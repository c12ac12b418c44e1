//! # Product Sync State
//!
//! The two pieces of sync metadata attached to a product: its current
//! remote document and when it was last synced. A product has at most one
//! current document.

use crate::{Result, SyncError};
use async_trait::async_trait;
use bridge_traits::catalog::ProductId;
use bridge_traits::document_id::DocumentId;
use serde::{Deserialize, Serialize};
use sqlx::{FromRow, SqlitePool};

/// Current document pointer of a product
#[derive(Debug, Clone, PartialEq, Eq, Serialize, Deserialize)]
pub struct ProductSyncState {
    pub product_id: ProductId,
    pub document_id: DocumentId,
    /// Unix seconds
    pub last_synced_at: i64,
}

/// Repository trait for per-product sync state
#[async_trait]
pub trait ProductSyncStateRepository: Send + Sync {
    async fn get(&self, product_id: ProductId) -> Result<Option<ProductSyncState>>;

    /// Insert or replace the product's state
    async fn upsert(&self, state: &ProductSyncState) -> Result<()>;

    /// Forget the product's document and last sync time
    async fn clear(&self, product_id: ProductId) -> Result<()>;
}

/// SQLite implementation of ProductSyncStateRepository
pub struct SqliteProductSyncStateRepository {
    pool: SqlitePool,
}

impl SqliteProductSyncStateRepository {
    pub fn new(pool: SqlitePool) -> Self {
        Self { pool }
    }
}

#[derive(Debug, FromRow)]
struct ProductSyncStateRow {
    product_id: i64,
    document_id: String,
    last_synced_at: i64,
}

impl From<ProductSyncStateRow> for ProductSyncState {
    fn from(row: ProductSyncStateRow) -> Self {
        Self {
            product_id: ProductId::new(row.product_id),
            document_id: DocumentId::parse(row.document_id),
            last_synced_at: row.last_synced_at,
        }
    }
}

#[async_trait]
impl ProductSyncStateRepository for SqliteProductSyncStateRepository {
    async fn get(&self, product_id: ProductId) -> Result<Option<ProductSyncState>> {
        let row: Option<ProductSyncStateRow> = sqlx::query_as(
            "SELECT product_id, document_id, last_synced_at FROM product_sync_state WHERE product_id = ?",
        )
        .bind(product_id.get())
        .fetch_optional(&self.pool)
        .await
        .map_err(|e| SyncError::Database(e.to_string()))?;

        Ok(row.map(ProductSyncState::from))
    }

    async fn upsert(&self, state: &ProductSyncState) -> Result<()> {
        sqlx::query(
            r#"
            INSERT INTO product_sync_state (product_id, document_id, last_synced_at)
            VALUES (?, ?, ?)
            ON CONFLICT(product_id) DO UPDATE SET
                document_id = excluded.document_id,
                last_synced_at = excluded.last_synced_at
            "#,
        )
        .bind(state.product_id.get())
        .bind(state.document_id.as_str())
        .bind(state.last_synced_at)
        .execute(&self.pool)
        .await
        .map_err(|e| SyncError::Database(e.to_string()))?;

        Ok(())
    }

    async fn clear(&self, product_id: ProductId) -> Result<()> {
        sqlx::query("DELETE FROM product_sync_state WHERE product_id = ?")
            .bind(product_id.get())
            .execute(&self.pool)
            .await
            .map_err(|e| SyncError::Database(e.to_string()))?;

        Ok(())
    }
}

======

:: Exercise aim ::
Reproduce all the records, exactly and in full.

:: Answer to the exercise ::
repository c12ac12b418c44e1
//! # Product Sync State
//!
//! The two pieces of sync metadata attached to a product: its current
//! remote document and when it was last synced. A product has at most one
//! current document.

use crate::{Result, SyncError};
use async_trait::async_trait;
use bridge_traits::catalog::ProductId;
use bridge_traits::document_id::DocumentId;
use serde::{Deserialize, Serialize};
use sqlx::{FromRow, SqlitePool};

/// Current document pointer of a product
#[derive(Debug, Clone, PartialEq, Eq, Serialize, Deserialize)]
pub struct ProductSyncState {
    pub product_id: ProductId,
    pub document_id: DocumentId,
    /// Unix seconds
    pub last_synced_at: i64,
}

/// Repository trait for per-product sync state
#[async_trait]
pub trait ProductSyncStateRepository: Send + Sync {
    async fn get(&self, product_id: ProductId) -> Result<Option<ProductSyncState>>;

    /// Insert or replace the product's state
    async fn upsert(&self, state: &ProductSyncState) -> Result<()>;

    /// Forget the product's document and last sync time
    async fn clear(&self, product_id: ProductId) -> Result<()>;
}

/// SQLite implementation of ProductSyncStateRepository
pub struct SqliteProductSyncStateRepository {
    pool: SqlitePool,
}

impl SqliteProductSyncStateRepository {
    pub fn new(pool: SqlitePool) -> Self {
        Self { pool }
    }
}

#[derive(Debug, FromRow)]
struct ProductSyncStateRow {
    product_id: i64,
    document_id: String,
    last_synced_at: i64,
}

impl From<ProductSyncStateRow> for ProductSyncState {
    fn from(row: ProductSyncStateRow) -> Self {
        Self {
            product_id: ProductId::new(row.product_id),
            document_id: DocumentId::parse(row.document_id),
            last_synced_at: row.last_synced_at,
        }
    }
}

#[async_trait]
impl ProductSyncStateRepository for SqliteProductSyncStateRepository {
    async fn get(&self, product_id: ProductId) -> Result<Option<ProductSyncState>> {
        let row: Option<ProductSyncStateRow> = sqlx::query_as(
            "SELECT product_id, document_id, last_synced_at FROM product_sync_state WHERE product_id = ?",
        )
        .bind(product_id.get())
        .fetch_optional(&self.pool)
        .await
        .map_err(|e| SyncError::Database(e.to_string()))?;

        Ok(row.map(ProductSyncState::from))
    }

    async fn upsert(&self, state: &ProductSyncState) -> Result<()> {
        sqlx::query(
            r#"
            INSERT INTO product_sync_state (product_id, document_id, last_synced_at)
            VALUES (?, ?, ?)
            ON CONFLICT(product_id) DO UPDATE SET
                document_id = excluded.document_id,
                last_synced_at = excluded.last_synced_at
            "#,
        )
        .bind(state.product_id.get())
        .bind(state.document_id.as_str())
        .bind(state.last_synced_at)
        .execute(&self.pool)
        .await
        .map_err(|e| SyncError::Database(e.to_string()))?;

        Ok(())
    }

    async fn clear(&self, product_id: ProductId) -> Result<()> {
        sqlx::query("DELETE FROM product_sync_state WHERE product_id = ?")
            .bind(product_id.get())
            .execute(&self.pool)
            .await
            .map_err(|e| SyncError::Database(e.to_string()))?;

        Ok(())
    }
}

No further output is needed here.